Normal Limits

"Chance is the very guide of life"

"In practical medicine the facts are far too few for them to enter into the calculus of probabilities... in applied medicine we are always concerned with the individual" -- S. D. Poisson

November 02, 2005

Medscape News - Presence of Heparin Antibodies Predicts Morbidity After Cardiac Surgery (Kress et al 2005)

Dr. David Kress, a thoracic surgeon at Aurora St. Luke's Medical Center in Milwaukee, Wisconsin, reported at the American College of Chest Physicians annual meeting:
Testing positive for heparin/platelet factor 4 (HPF 4) [antibody] is an independent predictor of complications associated with cardiac surgery, with or without heparin-induced thrombocytopenia (HIT), according to a retrospective study presented here at a late-breaking session during CHEST 2005, the annual meeting of the American College of Chest Physicians.

This was a retrospective study of 1114 patients at Aurora St. Luke's who underwent cardiopulmonary bypass.
[The 60 patients (5.4%) who tested positive] had an elevated incidence of acute limb ischemia (5.0% vs 0.9%; P = .03) and a higher incidence of renal dialysis (11.7% vs 4.3%; P = .02), gastrointestinal complications (15.0% vs 5.7%; P = .01), and prolonged ventilation exceeding 96 hours (21.7% vs 8.8%; P = .01).

Some of the weaknesses of this study is of course the retrospective design. The presence of HPF4 antibody may be associated with higher risk simply because it is a marker for higher co-morbidity.

Previously HPF4 antibody is associated with the development of HIT Type 2. Typically these cases arise 5 to 10 days after initiation of heparin anti-coagulation, and come to attention by the dramatic 30% to 50% drop of platelet levels. The disturbance of the intricate balance in the coagulation system can be lead to the formation of lethal arterial or venous clots.

There are isolated reported cases of HIT associated with mere IV heparin flushes (Heparin-induced thrombocytopenia (HIT) due to heparin flushes: a report of three cases by Kadidal et al in Journal of Internal Medicine, 2001.)

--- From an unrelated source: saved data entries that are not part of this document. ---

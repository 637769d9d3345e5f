//! Validated JSON extractor for automatic request validation.
//!
//! `ValidatedJson<T>` deserializes the body and runs the `validator` rules
//! on it. Both malformed JSON and rule violations are answered with
//! 400 Bad Request; violations carry field-level details.

use axum::{
    async_trait,
    extract::{rejection::JsonRejection, FromRequest, Request},
    http::StatusCode,
    response::{IntoResponse, Response},
    Json,
};
use serde::de::DeserializeOwned;
use tracing::debug;
use userhub_core::{field_errors, ErrorResponse, HubError};
use validator::{Validate, ValidationErrors};

/// JSON extractor that validates the deserialized value.
///
/// ```ignore
/// async fn create(ValidatedJson(request): ValidatedJson<CreateUserRequest>) {
///     // request passed every rule on CreateUserRequest
/// }
/// ```
#[derive(Debug, Clone, Copy, Default)]
pub struct ValidatedJson<T>(pub T);

impl<T> std::ops::Deref for ValidatedJson<T> {
    type Target = T;

    fn deref(&self) -> &Self::Target {
        &self.0
    }
}

/// Rejection type for validated JSON extraction.
#[derive(Debug)]
pub enum ValidatedJsonRejection {
    /// Body was not JSON or did not match the expected shape.
    JsonError(JsonRejection),
    /// Body parsed but broke one or more rules.
    ValidationError(ValidationErrors),
}

impl IntoResponse for ValidatedJsonRejection {
    fn into_response(self) -> Response {
        let error_response = match self {
            Self::JsonError(rejection) => {
                debug!("Rejected malformed JSON body: {}", rejection.body_text());
                ErrorResponse {
                    code: "INVALID_JSON".to_string(),
                    message: format!("Invalid JSON: {}", rejection.body_text()),
                    details: None,
                }
            }
            Self::ValidationError(errors) => {
                debug!("Rejected invalid request body: {}", errors);
                let error = HubError::Validation("Request validation failed".to_string());
                ErrorResponse::from_error(&error).with_details(field_errors(&errors))
            }
        };

        (StatusCode::BAD_REQUEST, Json(error_response)).into_response()
    }
}

#[async_trait]
impl<T, S> FromRequest<S> for ValidatedJson<T>
where
    T: DeserializeOwned + Validate,
    S: Send + Sync,
{
    type Rejection = ValidatedJsonRejection;

    async fn from_request(req: Request, state: &S) -> Result<Self, Self::Rejection> {
        let Json(value) = Json::<T>::from_request(req, state)
            .await
            .map_err(ValidatedJsonRejection::JsonError)?;

        value
            .validate()
            .map_err(ValidatedJsonRejection::ValidationError)?;

        Ok(Self(value))
    }
}
//! Password hashing using Argon2.

use argon2::{
    password_hash::{rand_core::OsRng, PasswordHash, PasswordHasher as _, PasswordVerifier, SaltString},
    Argon2, Params,
};
use std::fmt;
use std::sync::Arc;
use tracing::debug;
use userhub_core::{HubError, HubResult};

/// Interface for password hashing operations.
pub trait PasswordHasherInterface: Send + Sync {
    /// Hashes a password.
    fn hash(&self, password: &str) -> HubResult<String>;

    /// Verifies a password against a hash.
    fn verify(&self, password: &str, hash: &str) -> HubResult<bool>;
}

/// Password hasher service using Argon2id.
#[derive(Clone)]
pub struct PasswordHasher {
    argon2: Arc<Argon2<'static>>,
}

impl PasswordHasher {
    /// Creates a new password hasher with default parameters.
    #[must_use]
    pub fn new() -> Self {
        Self::with_params(Params::DEFAULT)
    }

    /// Creates a new password hasher with custom parameters.
    #[must_use]
    pub fn with_params(params: Params) -> Self {
        let argon2 = Argon2::new(argon2::Algorithm::Argon2id, argon2::Version::V0x13, params);
        Self {
            argon2: Arc::new(argon2),
        }
    }

    /// Creates a password hasher from a cost parameter (memory cost in MiB).
    ///
    /// Out-of-range costs fall back to the library defaults.
    #[must_use]
    pub fn with_cost(cost: u32) -> Self {
        let params = Params::new(
            cost.saturating_mul(1024), // Memory cost in KiB
            3,                         // Time cost (iterations)
            1,                         // Parallelism
            None,                      // Output length (default)
        )
        .unwrap_or(Params::DEFAULT);

        Self::with_params(params)
    }
}

impl Default for PasswordHasher {
    fn default() -> Self {
        Self::new()
    }
}

impl fmt::Debug for PasswordHasher {
    fn fmt(&self, f: &mut fmt::Formatter<'_>) -> fmt::Result {
        f.debug_struct("PasswordHasher").finish_non_exhaustive()
    }
}

impl PasswordHasherInterface for PasswordHasher {
    fn hash(&self, password: &str) -> HubResult<String> {
        let salt = SaltString::generate(&mut OsRng);

        let hash = self
            .argon2
            .hash_password(password.as_bytes(), &salt)
            .map_err(|e| HubError::Internal(format!("Failed to hash password: {e}")))?;

        debug!("Password hashed successfully");
        Ok(hash.to_string())
    }

    fn verify(&self, password: &str, hash: &str) -> HubResult<bool> {
        let parsed_hash = PasswordHash::new(hash)
            .map_err(|e| HubError::Internal(format!("Invalid password hash format: {e}")))?;

        match self.argon2.verify_password(password.as_bytes(), &parsed_hash) {
            Ok(()) => Ok(true),
            Err(argon2::password_hash::Error::Password) => {
                debug!("Password verification failed: incorrect password");
                Ok(false)
            }
            Err(e) => Err(HubError::Internal(format!("Password verification error: {e}"))),
        }
    }
}
//! # Userhub Repository
//!
//! Data access for users.
//!
//! ```text
//! Service
//!   ↓  Arc<dyn UserRepository>
//! MySqlUserRepository           (SQLx)
//!   ↓
//! MySQL
//! ```
//!
//! [`InMemoryUserRepository`] implements the same trait over a map and backs
//! the service and HTTP tests.

pub mod memory;
pub mod mysql;
pub mod pool;
pub mod traits;

pub use memory::*;
pub use mysql::*;
pub use pool::*;
pub use traits::*;
//! Configuration loader with layered sources.

use crate::AppConfig;
use config::builder::DefaultState;
use config::{Config, ConfigBuilder, ConfigError, Environment, File, Map};
use std::path::PathBuf;
use tracing::{debug, info};
use userhub_core::{HubError, HubResult};

/// Unprefixed variables used by existing deployments, mapped onto their
/// configuration keys. They take precedence over every other source.
const LEGACY_ENV_KEYS: &[(&str, &str)] = &[
    ("DATABASE_URL", "database.url"),
    ("REDIS_HOST", "redis.host"),
    ("REDIS_PORT", "redis.port"),
    ("PORT", "server.port"),
];

/// Configuration loader.
#[derive(Debug, Clone)]
pub struct ConfigLoader {
    config_dir: PathBuf,
}

impl ConfigLoader {
    /// Creates a new configuration loader.
    ///
    /// Configuration is loaded from multiple sources in order:
    /// 1. `config/default.toml` - Default values
    /// 2. `config/{environment}.toml` - Environment-specific overrides
    /// 3. `config/local.toml` - Untracked local overrides
    /// 4. Environment variables with `USERHUB__` prefix
    /// 5. `DATABASE_URL`, `REDIS_HOST`, `REDIS_PORT`, `PORT`
    pub fn new(config_dir: impl Into<PathBuf>) -> Self {
        Self {
            config_dir: config_dir.into(),
        }
    }

    /// Loader for the default location (`./config`).
    #[must_use]
    pub fn from_default_location() -> Self {
        Self::new("./config")
    }

    /// Loads and validates the configuration from the process environment.
    pub fn load(&self) -> HubResult<AppConfig> {
        // Load .env file if present
        if let Err(e) = dotenvy::dotenv() {
            debug!("No .env file found or error loading it: {}", e);
        }

        let environment =
            std::env::var("USERHUB_ENVIRONMENT").unwrap_or_else(|_| "development".to_string());

        self.load_with(&environment, &std::env::vars().collect())
    }

    /// Loads the configuration for `environment`, reading the `USERHUB__`
    /// and legacy variables from `vars` instead of the process environment.
    pub fn load_with(&self, environment: &str, vars: &Map<String, String>) -> HubResult<AppConfig> {
        info!("Loading configuration for environment: {}", environment);

        let mut builder = Config::builder();

        builder = self.add_file(builder, "default");
        builder = self.add_file(builder, environment);
        builder = self.add_file(builder, "local");

        builder = builder.add_source(
            Environment::with_prefix("USERHUB")
                .separator("__")
                .try_parsing(true)
                .source(Some(vars.clone())),
        );

        for (var, key) in LEGACY_ENV_KEYS {
            let value = vars.get(*var).filter(|v| !v.trim().is_empty()).cloned();
            if value.is_some() {
                debug!("Applying {} from environment", var);
            }
            builder = builder
                .set_override_option(*key, value)
                .map_err(config_error_to_hub_error)?;
        }

        let app_config: AppConfig = builder
            .build()
            .and_then(Config::try_deserialize::<AppConfig>)
            .map_err(config_error_to_hub_error)?;

        validate_config(&app_config)?;

        Ok(app_config)
    }

    fn add_file(
        &self,
        builder: ConfigBuilder<DefaultState>,
        name: &str,
    ) -> ConfigBuilder<DefaultState> {
        let path = self.config_dir.join(format!("{name}.toml"));
        if path.exists() {
            debug!("Loading config from: {}", path.display());
            builder.add_source(File::from(path).required(false))
        } else {
            builder
        }
    }
}

/// Validates the configuration.
pub fn validate_config(config: &AppConfig) -> HubResult<()> {
    if config.database.url.trim().is_empty() {
        return Err(HubError::Configuration("Database URL is required".to_string()));
    }

    if config.redis.enabled && config.redis.host.trim().is_empty() {
        return Err(HubError::Configuration(
            "Redis host is required when Redis is enabled".to_string(),
        ));
    }

    if config.cache.ttl_secs == 0 {
        return Err(HubError::Configuration(
            "Cache TTL must be greater than zero".to_string(),
        ));
    }

    Ok(())
}

fn config_error_to_hub_error(err: ConfigError) -> HubError {
    HubError::Configuration(err.to_string())
}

Currently, HIT is a "clinicopathological" diagnosis. That is, it is made "most confidently" when the patients exhibit an otherwise unexplained episode of thrombocytopenia and has serum HPF4 antibodies. Dr. Theodore Warkentin has a detailed article on the diagnosis of HIT. It also provides a nomogram for diagnosis appropriate for post-cardiac surgery patients only.

While the treatment of HIT in immediate discontinuation of heparin and replacement with substitutes such as Lepirudin, Argatroban, and Danaparoid. However, as noted in the Medscape article, there is not sufficient data on the use of these alternatives in cardiopulmonary bypass.

This report is remarkable in suggesting an adverse effect of HPF4 antibody in the absence of the salient signs of HIT. A search through PubMed revealed that a case-control study of patients in a Pediatric ICU also showed an analgous finding. Specifically, it found an association between having anti-HPF4 antibody levels and developing thrombosis, in the absence of thrombocytopenia. (no time to read original article, sorry)

By let me re-iterate: Some of the weaknesses of [the Kress et al study] is of course the retrospective design. The presence of HPF4 antibody may be associated with higher risk simply because it is a marker for higher co-morbidity. I'm looking forward to reading the article when it gets published to see how this is accounted for.